# Saved data entries

*** Begin section ***

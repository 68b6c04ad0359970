//! Catalog sessions
//!
//! A session is a cheap handle on an open catalog. Tables are LMDB named
//! databases with string keys and JSON document values.

use crate::{Error, Result};
use heed::types::Str;
use heed::{Database, Env, RoTxn, RwTxn};
use serde::Serialize;
use serde::de::DeserializeOwned;

type Table = Database<Str, Str>;

/// Open connection to one catalog
///
/// Dropping the session releases its handle on the catalog; a catalog drop
/// waits for all sessions to go away.
pub struct CatalogSession {
    catalog: String,
    env: Env,
}

impl CatalogSession {
    pub(crate) fn new(catalog: &str, env: Env) -> Self {
        Self {
            catalog: catalog.to_string(),
            env,
        }
    }

    /// Name of the catalog this session is bound to
    pub fn catalog(&self) -> &str {
        &self.catalog
    }

    /// Create a table if it does not exist yet
    pub fn create_table(&self, table: &str) -> Result<()> {
        let mut wtxn = self.env.write_txn()?;
        self.create_table_in(&mut wtxn, table)?;
        wtxn.commit()?;
        Ok(())
    }

    /// Whether a table exists
    pub fn has_table(&self, table: &str) -> Result<bool> {
        let rtxn = self.env.read_txn()?;
        Ok(self.env.open_database::<Str, Str>(&rtxn, Some(table))?.is_some())
    }

    /// Read a raw value
    pub fn get(&self, table: &str, key: &str) -> Result<Option<String>> {
        let rtxn = self.env.read_txn()?;
        let db = self.table(&rtxn, table)?;
        Ok(db.get(&rtxn, key)?.map(str::to_string))
    }

    /// Write a raw value
    pub fn put(&self, table: &str, key: &str, value: &str) -> Result<()> {
        let mut wtxn = self.env.write_txn()?;
        self.put_in(&mut wtxn, table, key, value)?;
        wtxn.commit()?;
        Ok(())
    }

    /// Delete a key, returning whether it was present
    pub fn delete(&self, table: &str, key: &str) -> Result<bool> {
        let mut wtxn = self.env.write_txn()?;
        let deleted = self.delete_in(&mut wtxn, table, key)?;
        wtxn.commit()?;
        Ok(deleted)
    }

    /// All keys of a table in order
    pub fn keys(&self, table: &str) -> Result<Vec<String>> {
        let rtxn = self.env.read_txn()?;
        let db = self.table(&rtxn, table)?;
        let mut keys = Vec::new();
        for entry in db.iter(&rtxn)? {
            let (key, _) = entry?;
            keys.push(key.to_string());
        }
        Ok(keys)
    }

    /// Read and deserialize a JSON record
    pub fn get_record<T: DeserializeOwned>(&self, table: &str, key: &str) -> Result<Option<T>> {
        match self.get(table, key)? {
            Some(raw) => Ok(Some(serde_json::from_str(&raw)?)),
            None => Ok(None),
        }
    }

    /// Serialize and write a JSON record
    pub fn put_record<T: Serialize>(&self, table: &str, key: &str, record: &T) -> Result<()> {
        let raw = serde_json::to_string(record)?;
        self.put(table, key, &raw)
    }

    /// Start a write transaction for batched statements
    pub(crate) fn write_txn(&self) -> Result<RwTxn<'_>> {
        Ok(self.env.write_txn()?)
    }

    pub(crate) fn create_table_in(&self, wtxn: &mut RwTxn<'_>, table: &str) -> Result<()> {
        if table.is_empty() {
            return Err(Error::TableNotFound(String::new()));
        }
        self.env.create_database::<Str, Str>(wtxn, Some(table))?;
        Ok(())
    }

    pub(crate) fn put_in(
        &self,
        wtxn: &mut RwTxn<'_>,
        table: &str,
        key: &str,
        value: &str,
    ) -> Result<()> {
        let db = self.table(wtxn, table)?;
        db.put(wtxn, key, value)?;
        Ok(())
    }

    pub(crate) fn delete_in(&self, wtxn: &mut RwTxn<'_>, table: &str, key: &str) -> Result<bool> {
        let db = self.table(wtxn, table)?;
        Ok(db.delete(wtxn, key)?)
    }

    fn table(&self, rtxn: &RoTxn<'_>, table: &str) -> Result<Table> {
        self.env
            .open_database::<Str, Str>(rtxn, Some(table))?
            .ok_or_else(|| Error::TableNotFound(table.to_string()))
    }
}
//! Isohost Server - Generic platform host and isolated test host
//!
//! - [`host`]: the [`Host`] contract, [`HostBuilder`] and the axum-based
//!   [`PlatformHost`] that fires platform lifecycle phases around serving
//! - [`isolated`]: [`IsolatedHost`], a host bound to a private, disposable
//!   backing store
//! - [`middleware`]: request-scoped feature suppression
//! - [`api`]: the sample application endpoints

#![deny(missing_docs)]
#![warn(clippy::all)]

pub mod api;
pub mod config;
pub mod error;
pub mod host;
pub mod isolated;
pub mod middleware;

pub use config::ServerConfig;
pub use error::{HostError, Result};
pub use host::{Host, HostBuilder, PlatformHost};
pub use isolated::{DisposeReport, IsolatedHost, IsolationSettings};
//! Isohost test harness
//!
//! Fixture-scoped lifecycle around [`IsolatedHost`](isohost_server::IsolatedHost):
//! a [`TestHarness`] builds a fresh host and [`TestClient`] per test case,
//! stops the host after each case and waits for its catalog to be released
//! before the next one starts.
//!
//! ```rust,no_run
//! use isohost_harness::{IsolatedFixture, TestHarness};
//! use isohost_server::ServerConfig;
//!
//! # async fn run() -> isohost_harness::Result<()> {
//! let config = ServerConfig::default().with_setting("TestLicenseKey", "DOMAIN:localhost");
//! let mut harness = TestHarness::new(IsolatedFixture::new(config));
//! harness.one_time_setup()?;
//! let status = harness
//!     .run_case(|_host, client| Box::pin(async move { client.get_status("/site").await }))
//!     .await?;
//! assert_eq!(status, 200);
//! harness.one_time_teardown();
//! # Ok(())
//! # }
//! ```

#![deny(missing_docs)]
#![warn(clippy::all)]

pub mod client;
pub mod error;
pub mod fixture;
pub mod harness;

pub use client::TestClient;
pub use error::{HarnessError, Result};
pub use fixture::{DEFAULT_ARTIFICIAL_DELAY, DEFAULT_STOP_TIMEOUT, Fixture, IsolatedFixture};
pub use harness::TestHarness;

/// Install a test-friendly tracing subscriber
///
/// Honors `RUST_LOG`; safe to call from every test.
pub fn init_test_logging() {
    let _ = tracing_subscriber::fmt()
        .with_env_filter(
            tracing_subscriber::EnvFilter::try_from_default_env()
                .unwrap_or_else(|_| tracing_subscriber::EnvFilter::new("info")),
        )
        .with_test_writer()
        .try_init();
}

*** End section ***

# Problem details
Please return each line of the data above in which the word "async" occurs.

# Completed exercise
//! # async fn run() -> isohost_harness::Result<()> {
//!     .run_case(|_host, client| Box::pin(async move { client.get_status("/site").await }))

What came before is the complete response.